In his book What works on Wall Street, James O’Shaughnessy analysed a variety of strategies that delivered market-beating returns in the US stock market.

Value investing proved to be one of the most outstanding.

O’Shaughnessy took a variety of metrics – the price/sales ratio (PSR), price/cashflow, price/book and price/earnings – and then collated the 50 stocks from the broad US market which displayed the highest, and lowest, for each metric. He then annually reweighted his two lists, and ran this portfolio of ‘growth’ and ‘value’ over a period of 52 years, ending in December 2003 (shortly before the third edition of his book was published in 2005).

The results of O’Shaughnessy’s experiment are shown below.

Value-Investing
(Source: ‘What works on Wall Street’ by James O’Shaughnessy)

Your hypothetical $10,000, starting 52 years ago, invested in the 50 stocks with the highest price/sales ratio (PSR) compounded up to $19,118. That may seem like a pretty good return, until you see what you could have won, by owning the 50 stocks with the lowest price/sales ratio from the same market.

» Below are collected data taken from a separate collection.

async fn handle_create_tombola(
    AxumState(app_state): AxumState<AppState>,
    SessionActor(actor): SessionActor,
    Json(req): Json<CreateTombolaRequest>,
) -> Created<Tombola> {
    let mut persistence = app_state.persistence.lock().await;
    let tombola: Tombola = tombolas::create_tombola(&mut persistence, &actor, req)?;
    Ok((StatusCode::CREATED, Json(tombola)))
}

async fn handle_get_tombola(
    AxumState(app_state): AxumState<AppState>,
    SessionActor(_actor): SessionActor,
    Path(tombola_id): Path<i64>,
) -> HttpResult<Tombola> {
    let mut persistence = app_state.persistence.lock().await;
    Ok(Json(tombolas::get_tombola(&mut persistence, tombola_id)?))
}

async fn handle_modify_tombola(
    AxumState(app_state): AxumState<AppState>,
    SessionActor(actor): SessionActor,
    Path(tombola_id): Path<i64>,
    Json(req): Json<ModifyTombolaRequest>,
) -> HttpResult<Tombola> {
    let mut persistence = app_state.persistence.lock().await;
    Ok(Json(tombolas::modify_tombola(
        &mut persistence,
        &actor,
        tombola_id,
        req,
    )?))
}

/// Handler for PATCH `/tombolas/{id}/finish-winner`.
///
/// Closes the tombola and draws its winner.
async fn handle_finish_tombola(
    AxumState(app_state): AxumState<AppState>,
    SessionActor(actor): SessionActor,
    Path(tombola_id): Path<i64>,
) -> HttpResult<DrawResult> {
    info!(tombola_id, actor_id = actor.id, "Handling tombola draw");
    let mut persistence = app_state.persistence.lock().await;
    Ok(Json(tombolas::finish_tombola(
        &mut persistence,
        app_state.broadcaster.as_ref(),
        &actor,
        tombola_id,
    )?))
}

async fn handle_list_tickets(
    AxumState(app_state): AxumState<AppState>,
    SessionActor(actor): SessionActor,
    Query(query): Query<TicketQuery>,
) -> HttpResult<Vec<Ticket>> {
    let mut persistence = app_state.persistence.lock().await;
    Ok(Json(tombolas::list_tickets(&mut persistence, &actor, query)?))
}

Your hypothetical $10,000 ended up with a terminal value of $22,012,919. Did someone say ‘value beats growth over the longer term’? Similar outperformance comes whether you’re assessing stocks by price/cashflow, price/book, or price/earnings. In each case, over the longer term, ‘value’ doesn’t just beat ‘growth’. It wipes the floor with it.

Perhaps the 52-year period in question was a statistical anomaly. But we doubt it. More likely, the statistical aberration is the recent outperformance of bonds versus stocks, during an environment in which the supply of bonds has never been higher in recorded human history.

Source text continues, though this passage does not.